La nudité et l'anonymat permettent, momentanément, de mettre sur un pied d'égalité tou-te-s et chacun-e en révélant l'universalité de l'humain. En s'affranchissant de nos vêtements, nous rejetons ainsi l'étiquetage social qui nous est imposé par la société de consommation. En plus d'injecter une bonne dose de ludisme et d'Éros à la crise sociale actuelle, ce moyen d'action se situe dans le sillage de la libération sexuelle opérée depuis les années soixante contre le traditionalisme ambiant. Par la subversion de codes moraux conservateurs d'héritage britannique, nous utilisons le symbole du corps humain afin de déconstruire le conditionnement culturel de notre société de consommation en croissance.

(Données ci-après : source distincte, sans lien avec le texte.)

//! Two-phase production resolution.

use scraper::Html;
use tracing::{debug, warn};

use super::MarketplaceScraper;
use crate::error::Result;
use crate::extract::structured;
use crate::types::ProductionRecord;

/// Resolution strategies, attempted in declared order; the first success
/// short-circuits. The JSON API is preferred because its payload is
/// richer than the page's structured data.
#[derive(Debug, Clone, Copy)]
enum ResolveStrategy {
    Api,
    Html,
}

const RESOLVE_ORDER: [ResolveStrategy; 2] = [ResolveStrategy::Api, ResolveStrategy::Html];

impl MarketplaceScraper {
    /// Resolve a single production by id.
    ///
    /// Phase 1 hits the JSON API and passes any payload through verbatim.
    /// Phase 2 (on API failure) scrapes the production's HTML page and
    /// normalizes its first structured Event block. Both phases failing,
    /// or an HTML page without a structured Event, yields `None`. Phase-1
    /// failure is expected and never surfaced.
    pub async fn resolve_production(&self, id: &str) -> Option<ProductionRecord> {
        for strategy in RESOLVE_ORDER {
            match self.try_resolve(strategy, id).await {
                Ok(Some(record)) => {
                    debug!(id = %id, strategy = ?strategy, "production resolved");
                    return Some(record);
                }
                Ok(None) => {
                    debug!(id = %id, strategy = ?strategy, "no structured event on page");
                }
                Err(e) => {
                    warn!(id = %id, strategy = ?strategy, error = %e, "resolution phase failed");
                }
            }
        }
        None
    }

    async fn try_resolve(
        &self,
        strategy: ResolveStrategy,
        id: &str,
    ) -> Result<Option<ProductionRecord>> {
        match strategy {
            ResolveStrategy::Api => {
                let url = self.client().url(&format!("/api/production/{}", id));
                let payload = self.client().fetch_json(&url).await?;
                Ok(Some(ProductionRecord::Raw(payload)))
            }
            ResolveStrategy::Html => {
                let url = self.client().url(&format!("/production/{}", id));
                let html = self.client().fetch_html(&url).await?;
                let doc = Html::parse_document(&html);
                Ok(structured::production_detail(&doc, id).map(ProductionRecord::Detail))
            }
        }
    }
}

La nudité, est-ce uniquement le symbole de la servitude du corps-objet au service d'un marketing sexiste? Non! Manifester sa colère par la nudité ne signifie pas de la « grossière indécence », c'est plutôt critiquer et s'opposer à l'hypocrisie de la civilisation occidentale qui cherche à tout vendre, à tout prix, et de son conservatisme régressif qui ne manque pas d'instrumentaliser le corps humain. C'est dire aux policiers et aux policières, eux et elles aussi instrumentalisé-e-s par le gouvernement, que nous sommes vulnérables face à leurs abus de force. C'est montrer aux politicien-ne-s qui ont fait main basse sur notre pays que la transparence existe et se performe.

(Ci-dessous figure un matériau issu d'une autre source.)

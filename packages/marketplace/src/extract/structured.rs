//! Structured-data (JSON-LD) extraction.
//!
//! The marketplace embeds machine-readable event metadata in
//! `script[type="application/ld+json"]` blocks. This is the preferred
//! source: it carries names, dates, and offer prices that the visible
//! markup obfuscates. A malformed block is skipped on its own; it never
//! aborts the pass.

use scraper::{Html, Selector};
use serde_json::Value;

use crate::identity::{path_id, production_id, FallbackIds, PathMarker};
use crate::price::price_value;
use crate::types::{EventRecord, PerformerRef, ProductionDetail, TicketListing};

/// Parse every structured-data block on the document, dropping blocks
/// that are not valid JSON.
fn blocks(doc: &Html) -> Vec<Value> {
    let selector = match Selector::parse(r#"script[type="application/ld+json"]"#) {
        Ok(s) => s,
        Err(_) => return vec![],
    };
    doc.select(&selector)
        .filter_map(|el| {
            let raw = el.text().collect::<String>();
            serde_json::from_str(&raw).ok()
        })
        .collect()
}

fn is_event(value: &Value) -> bool {
    value.get("@type").and_then(Value::as_str) == Some("Event")
}

fn str_field(value: &Value, key: &str) -> Option<String> {
    value
        .get(key)
        .and_then(Value::as_str)
        .map(|s| s.trim().to_string())
        .filter(|s| !s.is_empty())
}

/// `image` comes as a plain string or a list; take the first element.
fn image_url(event: &Value) -> Option<String> {
    match event.get("image") {
        Some(Value::String(s)) => Some(s.clone()),
        Some(Value::Array(items)) => items
            .first()
            .and_then(Value::as_str)
            .map(str::to_string),
        _ => None,
    }
}

/// Offers appear as a single object or a list of objects.
fn offers_of(value: &Value) -> Vec<&Value> {
    match value.get("offers") {
        Some(Value::Array(items)) => items.iter().collect(),
        Some(offer @ Value::Object(_)) => vec![offer],
        _ => vec![],
    }
}

/// Canonical event URL: the block's own `url`, else the offer URL.
fn event_url(event: &Value) -> Option<String> {
    str_field(event, "url").or_else(|| offers_of(event).first().and_then(|o| str_field(o, "url")))
}

/// Build an [`EventRecord`] from one qualifying Event object.
///
/// A block missing `name` or `startDate` yields nothing; partial records
/// are not produced.
fn event_record(event: &Value) -> Option<EventRecord> {
    let name = str_field(event, "name")?;
    let locale_date = str_field(event, "startDate")?;

    let url = event_url(event);
    let id = url.as_deref().and_then(production_id);

    let location = event.get("location");
    let address = location.and_then(|l| l.get("address"));

    let lowest_price = event
        .get("offers")
        .and_then(|o| o.get("lowPrice"))
        .and_then(price_value);

    Some(EventRecord {
        id: id.clone(),
        production_id: id,
        name,
        locale_date: Some(locale_date),
        venue_name: location.and_then(|l| str_field(l, "name")),
        city: address.and_then(|a| str_field(a, "addressLocality")),
        state: address.and_then(|a| str_field(a, "addressRegion")),
        image_url: image_url(event),
        lowest_price,
        url,
    })
}

/// Extract one record per qualifying Event block on the document.
///
/// A top-level array is searched for its first Event member; a bare
/// object qualifies directly.
pub fn event_records(doc: &Html) -> Vec<EventRecord> {
    blocks(doc)
        .iter()
        .filter_map(|block| match block {
            Value::Array(items) => items.iter().find(|v| is_event(v)),
            other if is_event(other) => Some(other),
            _ => None,
        })
        .filter_map(event_record)
        .collect()
}

/// Search pages embed at most one canonical event, so only the first
/// qualifying block counts. The record must carry a resolvable
/// production id to qualify.
pub fn first_event_record(doc: &Html) -> Option<EventRecord> {
    blocks(doc)
        .iter()
        .filter_map(|block| match block {
            Value::Array(items) => items.first(),
            other => Some(other),
        })
        .filter(|candidate| is_event(candidate))
        .filter_map(event_record)
        .find(|record| record.production_id.is_some())
}

/// Normalize the document's first structured block into a
/// [`ProductionDetail`]. The block must be a lone Event object; anything
/// else yields `None`.
pub fn production_detail(doc: &Html, id: &str) -> Option<ProductionDetail> {
    let all = blocks(doc);
    let event = all.first()?;
    if !is_event(event) {
        return None;
    }

    let performers = match event.get("performer") {
        Some(Value::Array(items)) => items
            .iter()
            .map(|p| PerformerRef {
                id: str_field(p, "url")
                    .and_then(|u| path_id(&u, PathMarker::Performer))
                    .unwrap_or_default(),
                name: str_field(p, "name"),
                image_url: str_field(p, "image"),
            })
            .collect(),
        _ => vec![],
    };

    let location = event.get("location");
    let address = location.and_then(|l| l.get("address"));

    Some(ProductionDetail {
        id: id.to_string(),
        name: str_field(event, "name"),
        date: str_field(event, "startDate"),
        venue: location.and_then(|l| str_field(l, "name")),
        city: address.and_then(|a| str_field(a, "addressLocality")),
        state: address.and_then(|a| str_field(a, "addressRegion")),
        image_url: image_url(event),
        performers,
    })
}

/// Extract ticket listings from structured offer data.
///
/// Every block's offers are scanned; an offer qualifies when it declares
/// both a price and an availability. Offers without numeric price content
/// are skipped (a listing's price is always numeric). The zone defaults
/// to the declared `areaServed`, else `"General"`.
pub fn offer_listings(doc: &Html, quantity: u32, ids: &mut FallbackIds) -> Vec<TicketListing> {
    let mut listings = Vec::new();

    for block in blocks(doc) {
        for offer in offers_of(&block) {
            let has_price = offer.get("price").map(|v| !v.is_null()).unwrap_or(false);
            let has_availability = offer
                .get("availability")
                .map(|v| !v.is_null())
                .unwrap_or(false);
            if !has_price || !has_availability {
                continue;
            }

            let price = match offer.get("price").and_then(price_value) {
                Some(p) => p,
                None => continue,
            };

            let id = str_field(offer, "url")
                .and_then(|u| path_id(&u, PathMarker::Listing))
                .unwrap_or_else(|| ids.next_id());

            let section = str_field(offer, "areaServed");
            listings.push(TicketListing {
                id,
                zone: section.clone().unwrap_or_else(|| "General".to_string()),
                section,
                row: None,
                quantity,
                price,
                score: None,
                attributes: vec![],
            });
        }
    }

    listings
}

L'anonymat, lui, permet d'annihiler le culte de personnalité pour mettre en valeur l'aspect collectif et non individualiste de notre lutte. Dans le contexte de judiciarisation que prend la plus longue grève étudiante de l'histoire du pays, le fait d'être anonyme permet également d'éviter d'être fichés arbitrairement par les différentes polices que le Parti Libéral du Québec tente de rendre politiques (le SPVM, son escouade GAMMA et la SQ) ainsi que de servir les empires médiatiques corporatistes qui copinent avec le PLQ. Bien que nous prônions la diversité des tactiques, il est unanime que la révolution du printemps étudiant devrait se faire sans heurts. C'est pourquoi la Grande MaNUfestation se veut d'abord et avant tout symbolique, humaniste et festive.

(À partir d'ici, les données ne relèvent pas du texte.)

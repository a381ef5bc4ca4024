//! Ticket-Marketplace Scraping and Normalization Library
//!
//! Fetches live marketplace pages, extracts structured event, production,
//! and ticket-listing data from heterogeneous HTML/JSON sources,
//! reconciles multiple extraction strategies, deduplicates results, and
//! derives aggregate pricing summaries.
//!
//! # Design
//!
//! - Structured data (JSON-LD) is the preferred extraction source;
//!   DOM scanning of visible markup is the fallback, gated by a
//!   per-pipeline threshold.
//! - Every public operation absorbs failures internally and degrades to
//!   an empty or null result; nothing raises past the crate boundary.
//! - All records are immutable value objects built fresh per call; the
//!   scraper holds no cross-request mutable state.
//!
//! # Usage
//!
//! ```rust,ignore
//! use marketplace::MarketplaceScraper;
//!
//! let scraper = MarketplaceScraper::new()?;
//!
//! let feed = scraper.collect_events(12).await;
//! let hits = scraper.collect_search("hamilton", 12).await;
//! let production = scraper.resolve_production("512345").await;
//! let tickets = scraper.resolve_tickets("512345", 2).await;
//! ```
//!
//! # Modules
//!
//! - [`pipeline`] - [`MarketplaceScraper`] and the four public operations
//! - [`extract`] - structured-data and DOM extraction strategies
//! - [`types`] - record types crossing the boundary
//! - [`price`], [`identity`], [`dedupe`] - shared parsing utilities

pub mod client;
pub mod config;
pub mod dedupe;
pub mod error;
pub mod extract;
pub mod identity;
pub mod pipeline;
pub mod price;
pub mod types;

pub use config::MarketplaceConfig;
pub use error::{Result, ScrapeError};
pub use pipeline::MarketplaceScraper;
pub use types::{
    EventRecord, PerformerRef, ProductionDetail, ProductionRecord, TicketListing, TicketResults,
    ZoneSummary,
};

MaNUfestation du Grand Prix


Pourquoi cibler le Grand Prix de F1?

Notre objectif est de sensibiliser la population au GP qui se présente comme un spectacle bienfaiteur, voire caritatif. Pourtant, derrière les bagnoles rutilantes, l'enivrante vitesse et la mise en scène de femmes érotisées se cachent des valeurs sexistes, non environnementales, élitistes et économistes. Elles entrent hautement et directement en confrontation avec celles défendues par le mouvement étudiant et la contestation populaire globale qui émerge en ce début de 21e siècle. Quand on se questionne sur ce « show de boucane » prétextant l'événement sportif (une course automobile ultra-sophistiquée où des pilotes surfinancés concourent sur une coûteuse piste tout en produisant pollutions atmosphériques et sonores), plusieurs absurdités nous sautent aux yeux.

Outre le spectateur ou la spectatrice québécois-e féru-e de sensations, le Grand Prix de F1 est très couru par l'élite économique mondiale qui, chaque année, vient profiter des « charmes » de Montréal : hôtels luxueux, bars de danseuses, services d'escortes et de prostitution, soirées V.I.P., expositions de voitures de luxes, etc. Posons-nous la question : ce tourisme élitiste et cette monstration décadente de richesse reflètent-ils l'identité québécoise et profitent-ils à l'ensemble de la population? Nous ne le croyons pas.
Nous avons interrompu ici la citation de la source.